▶ _PROMPT_
Which lines below hold the word "LoginResponse"? Report each one.

▶ _TASK INPUT_
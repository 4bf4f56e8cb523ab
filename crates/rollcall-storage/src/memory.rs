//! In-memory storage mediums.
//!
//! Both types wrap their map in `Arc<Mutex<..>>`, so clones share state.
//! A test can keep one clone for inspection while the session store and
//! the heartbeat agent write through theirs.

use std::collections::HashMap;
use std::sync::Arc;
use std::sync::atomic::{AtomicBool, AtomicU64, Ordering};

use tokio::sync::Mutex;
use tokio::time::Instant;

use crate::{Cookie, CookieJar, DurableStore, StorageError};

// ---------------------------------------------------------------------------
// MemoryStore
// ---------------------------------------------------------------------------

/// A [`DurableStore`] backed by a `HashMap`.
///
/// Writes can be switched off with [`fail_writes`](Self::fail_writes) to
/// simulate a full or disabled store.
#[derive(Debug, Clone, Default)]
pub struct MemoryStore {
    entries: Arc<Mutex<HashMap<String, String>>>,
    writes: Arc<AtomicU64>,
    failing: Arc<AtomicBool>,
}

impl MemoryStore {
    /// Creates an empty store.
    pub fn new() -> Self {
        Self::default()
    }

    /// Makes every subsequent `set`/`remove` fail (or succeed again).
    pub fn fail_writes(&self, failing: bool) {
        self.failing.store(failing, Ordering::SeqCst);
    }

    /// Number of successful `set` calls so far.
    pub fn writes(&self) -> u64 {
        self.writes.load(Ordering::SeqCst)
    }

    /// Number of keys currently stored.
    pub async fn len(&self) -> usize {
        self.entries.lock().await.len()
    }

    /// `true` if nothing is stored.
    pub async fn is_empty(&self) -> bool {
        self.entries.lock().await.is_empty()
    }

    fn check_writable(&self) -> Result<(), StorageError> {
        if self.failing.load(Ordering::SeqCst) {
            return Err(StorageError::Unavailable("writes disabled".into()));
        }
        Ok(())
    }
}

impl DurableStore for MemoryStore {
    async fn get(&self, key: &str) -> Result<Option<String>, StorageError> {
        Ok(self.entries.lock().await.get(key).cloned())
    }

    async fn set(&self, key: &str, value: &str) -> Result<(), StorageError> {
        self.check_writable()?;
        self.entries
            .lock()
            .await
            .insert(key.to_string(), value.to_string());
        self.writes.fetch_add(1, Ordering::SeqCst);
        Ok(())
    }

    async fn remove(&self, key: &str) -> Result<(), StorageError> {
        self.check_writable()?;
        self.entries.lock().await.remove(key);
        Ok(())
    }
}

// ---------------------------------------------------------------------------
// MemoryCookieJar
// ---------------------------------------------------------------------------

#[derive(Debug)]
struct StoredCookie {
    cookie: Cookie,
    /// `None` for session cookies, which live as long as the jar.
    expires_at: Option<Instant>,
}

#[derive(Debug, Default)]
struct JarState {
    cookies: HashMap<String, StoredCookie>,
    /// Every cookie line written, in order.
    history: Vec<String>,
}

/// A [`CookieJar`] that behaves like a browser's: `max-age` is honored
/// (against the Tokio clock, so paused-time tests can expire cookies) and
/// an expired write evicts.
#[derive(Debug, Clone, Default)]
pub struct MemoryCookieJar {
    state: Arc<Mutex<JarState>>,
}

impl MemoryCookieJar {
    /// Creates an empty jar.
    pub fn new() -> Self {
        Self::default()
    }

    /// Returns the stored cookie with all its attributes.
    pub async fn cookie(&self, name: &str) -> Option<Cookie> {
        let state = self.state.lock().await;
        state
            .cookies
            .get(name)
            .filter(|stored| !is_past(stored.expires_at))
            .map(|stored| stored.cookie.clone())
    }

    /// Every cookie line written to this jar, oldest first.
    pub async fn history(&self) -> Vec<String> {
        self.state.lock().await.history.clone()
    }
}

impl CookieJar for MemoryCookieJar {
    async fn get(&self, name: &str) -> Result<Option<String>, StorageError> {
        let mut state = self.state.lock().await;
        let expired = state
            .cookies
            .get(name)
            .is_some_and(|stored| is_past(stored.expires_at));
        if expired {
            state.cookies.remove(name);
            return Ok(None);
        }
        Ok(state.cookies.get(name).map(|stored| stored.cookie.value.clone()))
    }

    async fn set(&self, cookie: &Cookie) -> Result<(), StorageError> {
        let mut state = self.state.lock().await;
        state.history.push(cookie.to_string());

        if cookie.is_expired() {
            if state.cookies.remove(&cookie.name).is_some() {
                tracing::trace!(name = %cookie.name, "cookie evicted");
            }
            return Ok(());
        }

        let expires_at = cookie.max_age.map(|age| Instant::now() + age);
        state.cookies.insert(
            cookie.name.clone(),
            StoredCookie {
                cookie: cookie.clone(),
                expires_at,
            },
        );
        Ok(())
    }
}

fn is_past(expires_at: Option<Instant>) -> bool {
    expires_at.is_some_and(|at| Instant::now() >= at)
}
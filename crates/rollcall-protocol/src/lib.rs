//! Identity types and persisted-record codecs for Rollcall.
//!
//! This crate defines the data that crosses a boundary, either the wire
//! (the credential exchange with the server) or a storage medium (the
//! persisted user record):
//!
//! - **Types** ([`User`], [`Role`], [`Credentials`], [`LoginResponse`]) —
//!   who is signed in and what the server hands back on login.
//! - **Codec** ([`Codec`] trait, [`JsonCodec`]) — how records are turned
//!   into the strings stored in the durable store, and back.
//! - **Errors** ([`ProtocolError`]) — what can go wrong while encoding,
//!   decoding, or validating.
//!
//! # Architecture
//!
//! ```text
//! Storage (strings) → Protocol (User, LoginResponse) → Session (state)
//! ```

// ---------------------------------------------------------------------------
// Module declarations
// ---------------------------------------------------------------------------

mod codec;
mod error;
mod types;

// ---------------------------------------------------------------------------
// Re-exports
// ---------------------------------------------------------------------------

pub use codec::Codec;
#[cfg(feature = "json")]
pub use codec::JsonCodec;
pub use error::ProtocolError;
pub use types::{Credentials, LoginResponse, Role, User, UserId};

▶ _OUTPUT OF THE TASK_
//! - **Types** ([`User`], [`Role`], [`Credentials`], [`LoginResponse`]) —
//! Storage (strings) → Protocol (User, LoginResponse) → Session (state)
pub use types::{Credentials, LoginResponse, Role, User, UserId};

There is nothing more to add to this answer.